+2  A: 

tiffg4 is a black&white output device. You should use tiff24nc or tiff12nc as the output device colour PDFs - see ghostscript output devices. These will be uncompressed but you could put the resulting TIFFs through imagemagick or similar to resave as compressed TIFF.

danio
Thanks for the colour information. After including Philho's advice about resolution im finding my tif shooting up to 20+ megs. This is way beyond. Making use of imagemagick would reduce this?
Setori
Yes, ImageMagick (and many other image manipulation tools) can convert uncomressed TIFF to compressed TIFF. Are you sure you need TIFF? 24-bit PNG is a pretty good choice for screen capture.
Chris Dolan
must be tiff sadly, the whole backend system is setup for tiff, a change and the whole thing comes down kicking and screaming. Also i just found out it must be black and white... interfacing with legacy systems can be a little of a headache... pdf would be the best.
Setori
+1  A: 

It is quite nice for a fax! ;-)

danio's answer is probably the best, if you need a color copy.

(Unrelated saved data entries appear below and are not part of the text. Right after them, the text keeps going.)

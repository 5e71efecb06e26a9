//! CLI definitions and entry point

use std::fs;
use std::path::{Path, PathBuf};
use std::process::ExitCode;

use anyhow::Context;
use clap::{Args, Parser, Subcommand};

use ruleweave::Grammar;
use ruleweave::output::{OutputMode, ParseReport, RuleList};

/// ruleweave - Parse text with composable grammar rules
#[derive(Parser, Debug)]
#[command(
    name = "ruleweave",
    version,
    about = "Parse text with composable grammar rules",
    long_about = "Load a grammar file of named rules and read text with it.\n\n\
                  Rules reference each other by name. The result is a match tree\n\
                  that can be printed as an indented outline or as JSON."
)]
pub struct Cli {
    /// Enable verbose output
    #[arg(short, long, global = true)]
    pub verbose: bool,

    /// Output in JSON format (machine-readable)
    #[arg(long, global = true)]
    pub json: bool,

    #[command(subcommand)]
    pub command: Command,
}

#[derive(Subcommand, Debug)]
pub enum Command {
    /// Read input with a grammar and print the match tree
    Parse {
        /// Grammar file (TOML)
        grammar: PathBuf,

        /// Entry rule (defaults to the grammar's entry)
        #[arg(short, long)]
        rule: Option<String>,

        /// Byte offset to start reading at
        #[arg(short, long, default_value_t = 0)]
        start: usize,

        #[command(flatten)]
        input: InputArgs,
    },

    /// List the rules of a grammar
    Rules {
        /// Grammar file (TOML)
        grammar: PathBuf,
    },
}

#[derive(Args, Debug)]
#[group(required = true, multiple = false)]
pub struct InputArgs {
    /// Input text
    #[arg(short, long)]
    text: Option<String>,

    /// Read input from a file
    #[arg(short, long)]
    file: Option<PathBuf>,
}

impl InputArgs {
    fn read(self) -> anyhow::Result<String> {
        match (self.text, self.file) {
            (Some(text), _) => Ok(text),
            (None, Some(path)) => fs::read_to_string(&path)
                .with_context(|| format!("failed to read input file {}", path.display())),
            (None, None) => anyhow::bail!("no input given"),
        }
    }
}

/// Run the CLI
pub fn run() -> anyhow::Result<ExitCode> {
    let cli = Cli::parse();

    if cli.verbose {
        env_logger::Builder::from_env(env_logger::Env::default().default_filter_or("debug")).init();
    } else {
        env_logger::Builder::from_env(env_logger::Env::default().default_filter_or("info")).init();
    }

    let output_mode = if cli.json {
        OutputMode::Json
    } else {
        OutputMode::Human
    };

    match cli.command {
        Command::Parse {
            grammar,
            rule,
            start,
            input,
        } => parse(&grammar, rule.as_deref(), start, input, output_mode),
        Command::Rules { grammar } => {
            let registry = load(&grammar)?;
            RuleList::new(&registry).render(output_mode);
            Ok(ExitCode::SUCCESS)
        },
    }
}

fn load(path: &Path) -> anyhow::Result<ruleweave::Registry> {
    Grammar::load(path)
        .and_then(|grammar| grammar.to_registry())
        .with_context(|| format!("invalid grammar {}", path.display()))
}

fn parse(
    grammar: &Path,
    rule: Option<&str>,
    start: usize,
    input: InputArgs,
    output_mode: OutputMode,
) -> anyhow::Result<ExitCode> {
    let registry = load(grammar)?;
    let text = input.read()?;
    let entry = rule.unwrap_or_else(|| registry.default_entry()).to_string();

    log::debug!("reading {} bytes with {entry} from {start}", text.len());
    let m = registry.read_rule(&text, start, &entry)?;

    let report = ParseReport::new(&registry, &entry, &text, &m);
    report.render(output_mode);

    Ok(if report.success {
        ExitCode::SUCCESS
    } else {
        ExitCode::FAILURE
    })
}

I notice also, from the linked thread, that you omitted to specify DPI for the output, hence the bad look... If you need pure dithered B&W, you should use a higher resolution.

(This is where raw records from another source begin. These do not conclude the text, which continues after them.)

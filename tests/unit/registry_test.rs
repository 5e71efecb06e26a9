//! Tests for registry construction, lookup and skip handling

use ruleweave::basetypes::NAMES;
use ruleweave::registry::{DEFAULT_SKIP_PATTERN, SKIP};
use ruleweave::{GrammarError, Registry, Repetition, RuleDef, RuleKind, Span};

use crate::common::{id_list, registry};

// =============================================================================
// Construction
// =============================================================================

#[test]
fn test_builtins_come_first() {
    let reg = id_list();
    let names: Vec<_> = reg.rule_names().collect();
    assert_eq!(&names[..NAMES.len()], NAMES);
    assert_eq!(&names[NAMES.len()..], ["list", "comma", SKIP]);
    assert_eq!(reg.len(), NAMES.len() + 3);
    assert!(!reg.is_empty());
}

#[test]
fn test_synthesized_skip_rule() {
    let reg = id_list();
    let skip = reg.lookup(SKIP).unwrap();
    assert_eq!(skip.id(), reg.skip_rule());
    assert!(!skip.applies_skip());
    match skip.rule().kind() {
        RuleKind::Pattern(pattern) => assert_eq!(pattern.as_str(), DEFAULT_SKIP_PATTERN),
        other => panic!("expected a pattern, got {}", other.label()),
    }
}

#[test]
fn test_custom_skip_rule() {
    // whitespace and `#` comments
    let reg = registry([
        RuleDef::repeat("main", Repetition::new("ID")),
        RuleDef::pattern("skip", r"(?:\s|#[^\n]*)*").unwrap(),
    ]);
    let m = reg.read("a # first\nb\n# done\nc", 0);
    assert_eq!(m.as_list().unwrap().len(), 3);
    assert_eq!(reg.rule_names().filter(|n| *n == SKIP).count(), 1);
}

#[test]
fn test_unknown_reference_names_both_rules() {
    let err = Registry::new([RuleDef::optional("maybe", "nothing")]).unwrap_err();
    match err {
        GrammarError::UnknownRule {
            rule,
            referenced_by,
        } => {
            assert_eq!(rule, "nothing");
            assert_eq!(referenced_by.as_deref(), Some("maybe"));
        },
        other => panic!("unexpected error: {other}"),
    }
}

#[test]
fn test_invalid_bounds_rejected() {
    let err = Registry::new([RuleDef::repeat("r", Repetition::new("ID").bounds(3, Some(1)))])
        .unwrap_err();
    assert!(matches!(err, GrammarError::InvalidBounds { min: 3, max: 1, .. }));
}

#[test]
fn test_shape_index_out_of_range_rejected() {
    let err = Registry::new([RuleDef::extract_one("s", ["ID", "INT"], 2)]).unwrap_err();
    assert!(matches!(err, GrammarError::ShapeIndexOutOfRange { index: 2, len: 2, .. }));
}

#[test]
fn test_invalid_pattern_rejected() {
    let err = RuleDef::pattern("bad", "(unclosed").unwrap_err();
    assert!(matches!(err, GrammarError::InvalidPattern { ref rule, .. } if rule == "bad"));
}

// =============================================================================
// Entry rules
// =============================================================================

#[test]
fn test_main_is_default_entry() {
    let reg = registry([RuleDef::literal("first", "x"), RuleDef::literal("main", "y")]);
    assert_eq!(reg.default_entry(), "main");
    assert!(reg.read("y", 0).is_success());
}

#[test]
fn test_set_default_entry() {
    let mut reg = registry([RuleDef::literal("a", "a"), RuleDef::literal("b", "b")]);
    reg.set_default_entry("b").unwrap();
    assert_eq!(reg.default_entry(), "b");
    assert!(reg.set_default_entry("ghost").is_err());
    assert_eq!(reg.default_entry(), "b");
}

#[test]
fn test_read_rule_by_name() {
    let reg = id_list();
    let m = reg.read_rule("  x", 0, "ID").unwrap();
    assert_eq!(m.span(), Span::new(2, 3));
    assert!(matches!(reg.read_rule("x", 0, "nope"), Err(GrammarError::UnknownRule { .. })));
}

#[test]
fn test_contains_and_lookup() {
    let reg = id_list();
    assert!(reg.contains("comma"));
    assert!(reg.contains("STRING"));
    assert!(!reg.contains("Comma"));
    let comma = reg.lookup("comma").unwrap();
    assert_eq!(comma.name(), "comma");
    assert_eq!(reg.rule_name(comma.id()), Some("comma"));
    assert!(comma.read(" ,", 0).is_success());
}

// =============================================================================
// Positions
// =============================================================================

#[test]
fn test_start_past_end_fails_there() {
    let reg = id_list();
    let m = reg.read_rule("abc", 10, "ID").unwrap();
    assert!(!m.is_success());
    assert_eq!(m.span(), Span::new(10, 10));
}

#[test]
fn test_start_inside_char_fails() {
    let reg = registry([RuleDef::literal("e", "é")]);
    assert!(reg.read("é", 0).is_success());
    assert!(!reg.read("éé", 1).is_success());
}

#[test]
fn test_offsets_are_bytes() {
    let reg = id_list();
    let input = "é, b";
    // ID does not accept `é`, so the list is empty
    let m = reg.read(input, 0);
    assert!(m.is_success());
    assert!(m.is_empty());
    let m = reg.read(input, 3);
    assert_eq!(m.as_list().unwrap()[0].span(), Span::new(4, 5));
}

// =============================================================================
// Sharing
// =============================================================================

#[test]
fn test_registry_is_send_and_sync() {
    fn assert_send_sync<T: Send + Sync>() {}
    assert_send_sync::<Registry>();
}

I also got a good looking image using NConvert

nconvert -page 1 -out tiff -dpi 200 -c 2 -o c.tif FMD.pdf

I mention it for the record, because I think you need a license to redistribute it (it is free for personal use otherwise).

PhiLho
Not going with Nvonvert, it cant read my pdf document I gave it to convert
Setori
+1  A: 

Thanks guys this is what I ended up with

     os.popen(' '.join([
                       self._ghostscriptPath + 'gswin32c.exe', 
                       '-q',
                       '-dNOPAUSE',
                       '-dBATCH',
                       '-r800',
                       '-sDEVICE=tiffg4',
                       '-sPAPERSIZE=a4',
                       '-sOutputFile=%s %s' % (tifDest, pdfSource),
                       ]))
Setori
A: 

If only we could disable Dither in Ghost Script.

A: 

jeff:

Have you ever tried the "-dDITHERPPI=<lpi>" parameter with Ghostscript? (Reasonable values for lpi are N/5 to N/20, where N is the resolution in dpi.)